Work order
Copy the result of filtering the entries below for lines that include the string "same".

Material to process
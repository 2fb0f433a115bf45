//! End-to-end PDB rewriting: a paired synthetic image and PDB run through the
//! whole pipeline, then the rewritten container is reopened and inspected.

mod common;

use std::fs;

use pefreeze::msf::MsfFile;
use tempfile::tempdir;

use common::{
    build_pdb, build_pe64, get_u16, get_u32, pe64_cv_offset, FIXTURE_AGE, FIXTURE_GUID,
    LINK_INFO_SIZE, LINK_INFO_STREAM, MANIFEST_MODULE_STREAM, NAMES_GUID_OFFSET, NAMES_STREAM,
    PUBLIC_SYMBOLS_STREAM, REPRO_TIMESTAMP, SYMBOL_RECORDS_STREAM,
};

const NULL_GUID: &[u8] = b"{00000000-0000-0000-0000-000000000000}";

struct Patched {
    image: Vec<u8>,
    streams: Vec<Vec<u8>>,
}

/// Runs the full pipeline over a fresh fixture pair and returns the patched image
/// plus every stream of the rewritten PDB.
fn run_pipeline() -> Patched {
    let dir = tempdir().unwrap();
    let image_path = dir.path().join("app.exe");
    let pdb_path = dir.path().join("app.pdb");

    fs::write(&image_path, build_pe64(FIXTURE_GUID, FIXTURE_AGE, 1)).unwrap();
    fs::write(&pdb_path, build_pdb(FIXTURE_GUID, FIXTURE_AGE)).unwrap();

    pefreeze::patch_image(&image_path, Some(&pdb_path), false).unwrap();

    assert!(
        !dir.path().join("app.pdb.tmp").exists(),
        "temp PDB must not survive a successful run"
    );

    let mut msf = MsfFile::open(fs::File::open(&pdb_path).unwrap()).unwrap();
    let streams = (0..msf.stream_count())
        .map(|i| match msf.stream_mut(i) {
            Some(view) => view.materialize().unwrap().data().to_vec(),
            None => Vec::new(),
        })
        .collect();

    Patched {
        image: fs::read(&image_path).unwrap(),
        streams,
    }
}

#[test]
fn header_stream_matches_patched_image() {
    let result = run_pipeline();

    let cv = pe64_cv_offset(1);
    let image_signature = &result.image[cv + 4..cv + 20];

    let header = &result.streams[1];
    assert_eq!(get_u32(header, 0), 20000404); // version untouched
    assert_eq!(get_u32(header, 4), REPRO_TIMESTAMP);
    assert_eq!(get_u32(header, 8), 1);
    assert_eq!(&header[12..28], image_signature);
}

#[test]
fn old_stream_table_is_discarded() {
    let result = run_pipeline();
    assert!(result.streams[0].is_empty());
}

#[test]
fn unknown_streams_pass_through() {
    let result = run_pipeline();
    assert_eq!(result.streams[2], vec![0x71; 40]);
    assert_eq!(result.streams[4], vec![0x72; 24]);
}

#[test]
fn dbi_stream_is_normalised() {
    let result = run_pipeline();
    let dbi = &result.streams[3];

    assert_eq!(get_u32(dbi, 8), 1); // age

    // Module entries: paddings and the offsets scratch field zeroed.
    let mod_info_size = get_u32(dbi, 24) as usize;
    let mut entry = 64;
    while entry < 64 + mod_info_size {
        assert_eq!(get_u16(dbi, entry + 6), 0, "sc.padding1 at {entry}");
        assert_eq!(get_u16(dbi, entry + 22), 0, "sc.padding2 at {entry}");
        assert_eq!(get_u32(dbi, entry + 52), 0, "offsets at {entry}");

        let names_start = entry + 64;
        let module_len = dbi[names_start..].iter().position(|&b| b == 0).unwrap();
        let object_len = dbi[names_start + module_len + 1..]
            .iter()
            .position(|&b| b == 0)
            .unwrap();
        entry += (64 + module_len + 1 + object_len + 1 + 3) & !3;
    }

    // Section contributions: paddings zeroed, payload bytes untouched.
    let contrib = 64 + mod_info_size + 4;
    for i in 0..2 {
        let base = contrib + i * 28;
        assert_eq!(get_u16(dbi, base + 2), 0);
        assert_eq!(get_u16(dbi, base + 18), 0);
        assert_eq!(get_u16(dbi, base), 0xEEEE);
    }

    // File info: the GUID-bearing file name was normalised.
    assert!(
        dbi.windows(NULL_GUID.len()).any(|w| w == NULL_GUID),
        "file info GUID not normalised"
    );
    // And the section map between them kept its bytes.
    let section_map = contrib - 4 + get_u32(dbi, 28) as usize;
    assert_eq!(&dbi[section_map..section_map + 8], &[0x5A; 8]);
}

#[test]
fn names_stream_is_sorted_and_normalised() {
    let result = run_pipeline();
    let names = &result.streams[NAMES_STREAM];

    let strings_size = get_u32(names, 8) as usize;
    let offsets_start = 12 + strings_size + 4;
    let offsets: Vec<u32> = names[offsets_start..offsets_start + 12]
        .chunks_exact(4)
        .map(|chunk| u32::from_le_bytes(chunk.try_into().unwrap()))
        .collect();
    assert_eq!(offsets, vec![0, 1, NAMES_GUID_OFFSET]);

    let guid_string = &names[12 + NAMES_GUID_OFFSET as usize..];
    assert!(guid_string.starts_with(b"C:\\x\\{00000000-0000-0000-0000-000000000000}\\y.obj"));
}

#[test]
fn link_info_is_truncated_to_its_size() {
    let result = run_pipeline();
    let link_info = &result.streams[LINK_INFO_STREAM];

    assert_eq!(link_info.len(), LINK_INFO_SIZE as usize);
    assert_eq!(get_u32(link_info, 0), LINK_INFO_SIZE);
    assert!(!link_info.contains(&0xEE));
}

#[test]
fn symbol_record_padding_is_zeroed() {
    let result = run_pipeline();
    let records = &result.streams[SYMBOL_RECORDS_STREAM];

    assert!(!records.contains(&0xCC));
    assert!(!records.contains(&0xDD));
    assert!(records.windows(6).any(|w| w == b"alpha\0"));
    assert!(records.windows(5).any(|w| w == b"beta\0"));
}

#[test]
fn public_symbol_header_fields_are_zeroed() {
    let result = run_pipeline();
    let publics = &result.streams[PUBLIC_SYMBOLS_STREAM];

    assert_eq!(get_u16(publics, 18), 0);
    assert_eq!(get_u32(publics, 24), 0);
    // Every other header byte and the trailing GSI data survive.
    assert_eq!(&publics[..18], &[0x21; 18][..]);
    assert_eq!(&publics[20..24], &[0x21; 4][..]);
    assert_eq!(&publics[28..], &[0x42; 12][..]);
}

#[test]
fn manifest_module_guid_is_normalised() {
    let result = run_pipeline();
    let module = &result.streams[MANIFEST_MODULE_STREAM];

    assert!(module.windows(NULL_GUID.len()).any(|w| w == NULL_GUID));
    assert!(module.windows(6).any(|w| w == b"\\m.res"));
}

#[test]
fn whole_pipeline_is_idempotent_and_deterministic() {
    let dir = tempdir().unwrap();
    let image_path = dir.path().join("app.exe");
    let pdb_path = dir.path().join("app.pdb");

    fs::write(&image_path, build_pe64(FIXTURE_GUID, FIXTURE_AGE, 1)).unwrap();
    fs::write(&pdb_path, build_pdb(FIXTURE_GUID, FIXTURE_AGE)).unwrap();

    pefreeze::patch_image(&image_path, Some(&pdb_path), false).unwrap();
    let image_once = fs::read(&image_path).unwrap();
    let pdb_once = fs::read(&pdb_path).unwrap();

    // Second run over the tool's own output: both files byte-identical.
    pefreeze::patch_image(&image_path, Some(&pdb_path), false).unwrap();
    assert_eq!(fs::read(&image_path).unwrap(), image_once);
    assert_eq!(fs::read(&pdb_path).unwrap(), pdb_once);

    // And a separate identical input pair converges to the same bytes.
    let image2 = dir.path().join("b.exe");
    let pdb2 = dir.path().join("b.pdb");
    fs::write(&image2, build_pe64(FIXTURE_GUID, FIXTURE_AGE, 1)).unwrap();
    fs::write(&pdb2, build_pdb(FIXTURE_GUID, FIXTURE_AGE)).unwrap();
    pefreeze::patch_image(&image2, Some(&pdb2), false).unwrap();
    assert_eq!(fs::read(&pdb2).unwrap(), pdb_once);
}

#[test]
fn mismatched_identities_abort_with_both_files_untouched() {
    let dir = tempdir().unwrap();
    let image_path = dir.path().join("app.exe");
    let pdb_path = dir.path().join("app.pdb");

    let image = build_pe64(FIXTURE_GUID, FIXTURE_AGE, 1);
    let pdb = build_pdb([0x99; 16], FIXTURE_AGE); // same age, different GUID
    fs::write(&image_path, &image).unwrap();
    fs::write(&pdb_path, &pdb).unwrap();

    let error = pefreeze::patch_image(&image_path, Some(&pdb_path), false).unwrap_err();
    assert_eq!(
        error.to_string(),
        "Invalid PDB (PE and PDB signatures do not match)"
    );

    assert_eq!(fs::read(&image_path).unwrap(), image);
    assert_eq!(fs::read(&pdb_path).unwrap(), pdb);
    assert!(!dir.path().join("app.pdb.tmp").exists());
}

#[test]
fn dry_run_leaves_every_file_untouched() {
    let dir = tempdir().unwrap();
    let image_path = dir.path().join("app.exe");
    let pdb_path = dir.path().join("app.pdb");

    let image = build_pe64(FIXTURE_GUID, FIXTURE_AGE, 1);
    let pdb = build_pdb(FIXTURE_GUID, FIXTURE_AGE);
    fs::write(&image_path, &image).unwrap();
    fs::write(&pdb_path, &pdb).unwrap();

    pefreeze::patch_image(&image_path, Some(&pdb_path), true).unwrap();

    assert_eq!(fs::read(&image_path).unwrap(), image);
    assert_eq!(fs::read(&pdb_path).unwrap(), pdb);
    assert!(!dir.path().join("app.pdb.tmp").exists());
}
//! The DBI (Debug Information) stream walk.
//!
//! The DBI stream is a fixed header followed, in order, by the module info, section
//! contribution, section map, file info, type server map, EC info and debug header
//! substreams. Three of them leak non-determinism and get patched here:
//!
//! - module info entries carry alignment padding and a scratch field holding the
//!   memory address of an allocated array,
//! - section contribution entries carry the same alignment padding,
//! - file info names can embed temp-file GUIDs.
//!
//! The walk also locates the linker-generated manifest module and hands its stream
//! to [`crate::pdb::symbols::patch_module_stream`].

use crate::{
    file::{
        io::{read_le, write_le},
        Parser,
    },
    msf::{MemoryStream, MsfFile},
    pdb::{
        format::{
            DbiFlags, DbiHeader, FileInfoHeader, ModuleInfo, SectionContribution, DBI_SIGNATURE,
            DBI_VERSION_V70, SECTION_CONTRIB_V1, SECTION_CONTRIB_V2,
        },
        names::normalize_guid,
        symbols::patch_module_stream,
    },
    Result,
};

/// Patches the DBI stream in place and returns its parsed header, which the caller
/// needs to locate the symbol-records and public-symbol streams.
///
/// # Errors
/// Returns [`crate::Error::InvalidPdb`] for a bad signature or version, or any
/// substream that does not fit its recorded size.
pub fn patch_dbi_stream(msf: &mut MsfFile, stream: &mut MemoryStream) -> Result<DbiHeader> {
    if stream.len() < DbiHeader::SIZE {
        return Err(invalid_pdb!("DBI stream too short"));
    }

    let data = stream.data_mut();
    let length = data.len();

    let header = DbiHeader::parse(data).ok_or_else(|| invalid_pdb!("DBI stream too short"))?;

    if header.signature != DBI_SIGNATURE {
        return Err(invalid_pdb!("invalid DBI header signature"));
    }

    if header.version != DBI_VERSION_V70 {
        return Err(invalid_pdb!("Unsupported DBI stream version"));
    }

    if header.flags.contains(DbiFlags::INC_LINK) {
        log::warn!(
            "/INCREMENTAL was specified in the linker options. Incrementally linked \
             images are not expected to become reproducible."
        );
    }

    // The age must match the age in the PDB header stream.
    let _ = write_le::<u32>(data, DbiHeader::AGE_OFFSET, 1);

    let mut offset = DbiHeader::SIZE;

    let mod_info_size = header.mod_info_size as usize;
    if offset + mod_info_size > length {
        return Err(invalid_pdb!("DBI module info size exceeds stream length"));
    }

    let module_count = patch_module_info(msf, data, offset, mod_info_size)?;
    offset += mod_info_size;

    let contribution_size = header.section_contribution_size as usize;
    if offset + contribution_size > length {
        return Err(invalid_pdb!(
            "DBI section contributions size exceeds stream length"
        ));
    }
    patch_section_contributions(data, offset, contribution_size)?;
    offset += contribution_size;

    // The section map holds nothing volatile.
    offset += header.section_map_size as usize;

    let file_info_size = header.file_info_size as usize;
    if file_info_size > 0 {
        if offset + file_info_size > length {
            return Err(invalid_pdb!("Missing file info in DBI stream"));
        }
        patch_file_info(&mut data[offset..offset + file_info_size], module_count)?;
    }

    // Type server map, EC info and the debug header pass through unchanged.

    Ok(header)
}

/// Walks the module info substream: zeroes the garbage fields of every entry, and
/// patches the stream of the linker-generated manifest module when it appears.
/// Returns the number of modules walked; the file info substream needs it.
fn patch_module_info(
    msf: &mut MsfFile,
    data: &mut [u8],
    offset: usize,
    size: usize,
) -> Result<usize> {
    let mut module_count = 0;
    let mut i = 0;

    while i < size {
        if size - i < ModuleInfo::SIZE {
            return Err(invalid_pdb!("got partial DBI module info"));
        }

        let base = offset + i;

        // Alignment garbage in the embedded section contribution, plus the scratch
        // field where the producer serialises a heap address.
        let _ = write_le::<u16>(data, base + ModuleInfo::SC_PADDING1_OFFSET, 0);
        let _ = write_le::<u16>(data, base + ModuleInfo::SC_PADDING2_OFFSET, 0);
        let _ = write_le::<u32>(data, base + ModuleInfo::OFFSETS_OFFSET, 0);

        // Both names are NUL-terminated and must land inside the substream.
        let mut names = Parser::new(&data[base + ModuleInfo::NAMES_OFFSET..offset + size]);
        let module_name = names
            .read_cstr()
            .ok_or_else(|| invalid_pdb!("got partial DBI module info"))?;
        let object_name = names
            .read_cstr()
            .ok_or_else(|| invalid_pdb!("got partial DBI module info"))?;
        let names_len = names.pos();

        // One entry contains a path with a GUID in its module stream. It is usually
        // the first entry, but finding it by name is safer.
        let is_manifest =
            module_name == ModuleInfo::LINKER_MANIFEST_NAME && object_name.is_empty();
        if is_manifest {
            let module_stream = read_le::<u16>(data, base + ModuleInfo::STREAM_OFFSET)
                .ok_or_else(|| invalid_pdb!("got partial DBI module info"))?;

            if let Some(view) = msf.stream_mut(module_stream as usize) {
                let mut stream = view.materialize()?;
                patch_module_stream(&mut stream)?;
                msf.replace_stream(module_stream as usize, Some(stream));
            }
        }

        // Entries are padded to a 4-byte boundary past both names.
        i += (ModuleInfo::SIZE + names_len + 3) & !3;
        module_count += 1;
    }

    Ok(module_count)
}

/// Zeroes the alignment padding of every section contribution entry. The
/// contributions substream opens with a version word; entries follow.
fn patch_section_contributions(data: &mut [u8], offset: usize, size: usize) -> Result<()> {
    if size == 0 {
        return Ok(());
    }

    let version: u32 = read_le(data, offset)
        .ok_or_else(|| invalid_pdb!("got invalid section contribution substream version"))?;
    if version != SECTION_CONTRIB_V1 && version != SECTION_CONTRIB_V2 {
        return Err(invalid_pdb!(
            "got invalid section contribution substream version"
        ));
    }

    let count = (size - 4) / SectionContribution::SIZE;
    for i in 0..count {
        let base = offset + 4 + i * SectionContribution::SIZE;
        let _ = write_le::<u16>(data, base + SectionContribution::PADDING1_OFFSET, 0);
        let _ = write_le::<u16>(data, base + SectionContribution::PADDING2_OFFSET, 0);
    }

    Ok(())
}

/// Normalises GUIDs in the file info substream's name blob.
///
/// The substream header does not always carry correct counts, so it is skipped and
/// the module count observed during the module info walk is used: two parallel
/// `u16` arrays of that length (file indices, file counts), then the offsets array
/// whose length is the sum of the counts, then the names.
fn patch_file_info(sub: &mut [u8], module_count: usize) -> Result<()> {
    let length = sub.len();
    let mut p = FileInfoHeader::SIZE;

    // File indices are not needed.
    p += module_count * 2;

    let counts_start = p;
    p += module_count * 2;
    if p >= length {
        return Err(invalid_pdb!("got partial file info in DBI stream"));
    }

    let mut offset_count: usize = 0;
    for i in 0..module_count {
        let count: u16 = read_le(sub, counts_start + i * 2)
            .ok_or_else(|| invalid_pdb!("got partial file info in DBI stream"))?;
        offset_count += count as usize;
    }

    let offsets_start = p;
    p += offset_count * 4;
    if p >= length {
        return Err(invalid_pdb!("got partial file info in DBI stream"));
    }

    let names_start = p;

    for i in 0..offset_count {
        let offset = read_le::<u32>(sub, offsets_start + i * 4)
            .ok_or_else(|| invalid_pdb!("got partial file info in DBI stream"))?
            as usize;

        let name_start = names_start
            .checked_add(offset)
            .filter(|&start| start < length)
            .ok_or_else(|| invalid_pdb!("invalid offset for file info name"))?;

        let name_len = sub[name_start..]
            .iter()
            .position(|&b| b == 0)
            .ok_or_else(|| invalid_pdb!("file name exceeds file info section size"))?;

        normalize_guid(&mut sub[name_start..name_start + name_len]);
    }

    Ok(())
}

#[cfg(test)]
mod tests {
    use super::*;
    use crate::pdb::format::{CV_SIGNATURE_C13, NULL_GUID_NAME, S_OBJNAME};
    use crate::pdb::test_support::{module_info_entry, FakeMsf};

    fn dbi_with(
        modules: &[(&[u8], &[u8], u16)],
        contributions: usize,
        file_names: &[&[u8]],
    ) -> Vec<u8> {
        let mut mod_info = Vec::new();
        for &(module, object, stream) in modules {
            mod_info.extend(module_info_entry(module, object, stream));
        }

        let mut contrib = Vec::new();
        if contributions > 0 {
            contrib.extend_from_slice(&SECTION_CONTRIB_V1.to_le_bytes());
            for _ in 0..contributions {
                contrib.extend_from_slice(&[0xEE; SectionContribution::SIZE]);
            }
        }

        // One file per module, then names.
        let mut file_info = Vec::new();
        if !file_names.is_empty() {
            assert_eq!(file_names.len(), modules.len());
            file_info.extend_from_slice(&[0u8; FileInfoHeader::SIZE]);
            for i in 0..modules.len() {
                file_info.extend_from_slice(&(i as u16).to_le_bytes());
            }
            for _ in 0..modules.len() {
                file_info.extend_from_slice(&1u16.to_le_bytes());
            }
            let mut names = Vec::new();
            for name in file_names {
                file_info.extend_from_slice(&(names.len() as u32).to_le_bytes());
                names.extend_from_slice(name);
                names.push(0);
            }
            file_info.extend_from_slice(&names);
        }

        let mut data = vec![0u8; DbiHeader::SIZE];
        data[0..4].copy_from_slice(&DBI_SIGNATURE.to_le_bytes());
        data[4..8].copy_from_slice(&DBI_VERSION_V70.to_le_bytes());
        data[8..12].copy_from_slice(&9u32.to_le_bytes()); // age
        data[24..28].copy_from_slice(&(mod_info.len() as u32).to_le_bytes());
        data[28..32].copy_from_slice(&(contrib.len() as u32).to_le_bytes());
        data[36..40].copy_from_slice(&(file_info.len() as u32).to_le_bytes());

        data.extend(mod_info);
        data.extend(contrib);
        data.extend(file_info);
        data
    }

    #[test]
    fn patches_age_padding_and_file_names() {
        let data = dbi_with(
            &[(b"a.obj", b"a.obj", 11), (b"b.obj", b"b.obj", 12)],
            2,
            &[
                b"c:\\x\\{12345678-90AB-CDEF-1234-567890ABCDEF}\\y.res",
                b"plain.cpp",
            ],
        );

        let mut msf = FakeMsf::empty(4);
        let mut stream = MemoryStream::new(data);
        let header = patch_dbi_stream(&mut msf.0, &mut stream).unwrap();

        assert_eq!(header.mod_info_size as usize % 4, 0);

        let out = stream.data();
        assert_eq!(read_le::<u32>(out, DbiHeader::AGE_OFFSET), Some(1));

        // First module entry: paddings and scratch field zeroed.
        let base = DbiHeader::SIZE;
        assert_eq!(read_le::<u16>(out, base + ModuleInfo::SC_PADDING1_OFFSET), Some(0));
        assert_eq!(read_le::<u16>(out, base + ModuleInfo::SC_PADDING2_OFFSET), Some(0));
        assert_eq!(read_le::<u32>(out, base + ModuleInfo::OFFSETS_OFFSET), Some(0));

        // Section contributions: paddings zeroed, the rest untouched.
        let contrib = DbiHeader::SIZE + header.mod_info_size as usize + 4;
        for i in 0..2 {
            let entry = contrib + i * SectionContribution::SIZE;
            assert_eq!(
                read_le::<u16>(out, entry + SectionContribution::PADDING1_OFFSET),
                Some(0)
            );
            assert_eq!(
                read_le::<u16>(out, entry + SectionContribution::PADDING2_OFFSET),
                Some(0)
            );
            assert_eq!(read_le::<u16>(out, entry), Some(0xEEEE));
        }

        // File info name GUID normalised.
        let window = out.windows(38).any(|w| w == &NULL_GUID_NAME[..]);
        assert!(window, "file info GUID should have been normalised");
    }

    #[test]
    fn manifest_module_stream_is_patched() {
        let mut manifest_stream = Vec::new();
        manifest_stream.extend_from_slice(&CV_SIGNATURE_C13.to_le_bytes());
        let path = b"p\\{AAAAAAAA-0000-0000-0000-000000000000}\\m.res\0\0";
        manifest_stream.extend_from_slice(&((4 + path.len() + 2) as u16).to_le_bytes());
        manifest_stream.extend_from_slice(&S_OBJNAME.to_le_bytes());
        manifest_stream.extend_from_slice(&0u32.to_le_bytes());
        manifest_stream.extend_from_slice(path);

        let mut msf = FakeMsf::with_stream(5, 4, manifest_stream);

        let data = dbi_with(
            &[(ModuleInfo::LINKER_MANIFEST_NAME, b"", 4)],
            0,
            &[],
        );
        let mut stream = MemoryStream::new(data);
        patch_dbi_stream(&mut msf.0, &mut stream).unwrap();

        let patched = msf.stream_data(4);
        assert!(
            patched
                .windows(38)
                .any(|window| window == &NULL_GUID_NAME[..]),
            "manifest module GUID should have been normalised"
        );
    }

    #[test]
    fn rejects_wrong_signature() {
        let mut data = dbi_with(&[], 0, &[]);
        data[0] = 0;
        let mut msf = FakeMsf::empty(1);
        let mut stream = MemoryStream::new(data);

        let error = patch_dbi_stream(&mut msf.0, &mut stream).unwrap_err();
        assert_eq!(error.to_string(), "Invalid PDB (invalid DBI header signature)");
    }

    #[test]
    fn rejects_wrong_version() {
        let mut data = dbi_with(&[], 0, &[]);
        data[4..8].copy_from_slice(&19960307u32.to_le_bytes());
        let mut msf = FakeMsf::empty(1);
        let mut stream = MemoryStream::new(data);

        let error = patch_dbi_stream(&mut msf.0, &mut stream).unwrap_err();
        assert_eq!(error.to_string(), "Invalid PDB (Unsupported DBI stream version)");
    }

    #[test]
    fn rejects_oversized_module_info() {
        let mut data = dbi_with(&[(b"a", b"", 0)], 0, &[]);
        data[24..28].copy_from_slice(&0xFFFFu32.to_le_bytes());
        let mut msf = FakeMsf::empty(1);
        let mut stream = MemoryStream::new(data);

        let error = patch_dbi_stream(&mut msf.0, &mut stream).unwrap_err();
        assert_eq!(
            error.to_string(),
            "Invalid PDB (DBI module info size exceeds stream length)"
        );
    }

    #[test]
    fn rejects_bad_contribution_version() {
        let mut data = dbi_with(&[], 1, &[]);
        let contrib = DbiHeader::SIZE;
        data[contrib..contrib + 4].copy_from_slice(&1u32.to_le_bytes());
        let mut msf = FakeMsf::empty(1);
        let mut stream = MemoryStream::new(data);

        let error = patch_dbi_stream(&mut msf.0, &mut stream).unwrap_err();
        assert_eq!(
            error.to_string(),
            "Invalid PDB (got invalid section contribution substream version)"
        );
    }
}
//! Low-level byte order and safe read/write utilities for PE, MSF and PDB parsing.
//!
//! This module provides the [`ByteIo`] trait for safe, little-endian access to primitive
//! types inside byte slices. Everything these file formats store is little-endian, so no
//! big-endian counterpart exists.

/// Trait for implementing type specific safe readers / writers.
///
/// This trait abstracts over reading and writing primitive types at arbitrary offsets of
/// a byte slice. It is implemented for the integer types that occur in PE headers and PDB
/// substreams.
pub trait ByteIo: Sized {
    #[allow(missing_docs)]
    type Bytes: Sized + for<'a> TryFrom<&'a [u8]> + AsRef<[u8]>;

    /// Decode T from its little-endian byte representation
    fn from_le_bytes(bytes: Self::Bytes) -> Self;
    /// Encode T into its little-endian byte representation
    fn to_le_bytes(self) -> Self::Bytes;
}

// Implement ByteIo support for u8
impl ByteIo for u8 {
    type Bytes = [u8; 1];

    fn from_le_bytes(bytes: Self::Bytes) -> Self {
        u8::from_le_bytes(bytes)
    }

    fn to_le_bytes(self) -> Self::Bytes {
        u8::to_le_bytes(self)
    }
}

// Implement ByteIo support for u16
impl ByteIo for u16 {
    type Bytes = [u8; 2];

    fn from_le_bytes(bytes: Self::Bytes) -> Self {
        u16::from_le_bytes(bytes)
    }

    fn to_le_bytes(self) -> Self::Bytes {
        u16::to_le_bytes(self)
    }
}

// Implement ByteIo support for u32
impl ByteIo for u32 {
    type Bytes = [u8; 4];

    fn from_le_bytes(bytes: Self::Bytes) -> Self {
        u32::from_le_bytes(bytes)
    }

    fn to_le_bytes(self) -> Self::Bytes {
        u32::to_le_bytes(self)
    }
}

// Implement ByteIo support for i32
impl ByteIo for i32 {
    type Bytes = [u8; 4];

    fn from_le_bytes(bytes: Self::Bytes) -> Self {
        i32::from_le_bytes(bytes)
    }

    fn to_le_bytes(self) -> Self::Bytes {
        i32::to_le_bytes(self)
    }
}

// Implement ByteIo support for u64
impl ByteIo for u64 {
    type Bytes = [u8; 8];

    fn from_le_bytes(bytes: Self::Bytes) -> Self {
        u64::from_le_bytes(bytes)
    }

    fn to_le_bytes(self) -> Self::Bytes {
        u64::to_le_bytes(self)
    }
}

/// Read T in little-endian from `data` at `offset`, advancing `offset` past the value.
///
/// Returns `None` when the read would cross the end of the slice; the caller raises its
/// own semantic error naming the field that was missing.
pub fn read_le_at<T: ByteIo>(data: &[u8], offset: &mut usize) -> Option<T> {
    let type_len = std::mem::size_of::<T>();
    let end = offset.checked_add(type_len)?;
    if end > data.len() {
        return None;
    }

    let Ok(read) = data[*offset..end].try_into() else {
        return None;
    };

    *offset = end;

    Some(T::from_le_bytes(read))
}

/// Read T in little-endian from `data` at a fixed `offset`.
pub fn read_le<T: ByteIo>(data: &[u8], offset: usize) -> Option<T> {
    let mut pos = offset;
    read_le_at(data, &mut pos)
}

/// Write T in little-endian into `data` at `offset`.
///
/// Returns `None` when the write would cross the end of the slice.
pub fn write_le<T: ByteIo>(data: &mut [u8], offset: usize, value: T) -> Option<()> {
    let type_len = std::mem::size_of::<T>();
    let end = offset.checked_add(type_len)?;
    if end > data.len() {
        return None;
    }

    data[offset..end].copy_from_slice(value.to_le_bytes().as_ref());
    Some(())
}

Expected answer
    // And a separate identical input pair converges to the same bytes.
    let pdb = build_pdb([0x99; 16], FIXTURE_AGE); // same age, different GUID
//! - section contribution entries carry the same alignment padding,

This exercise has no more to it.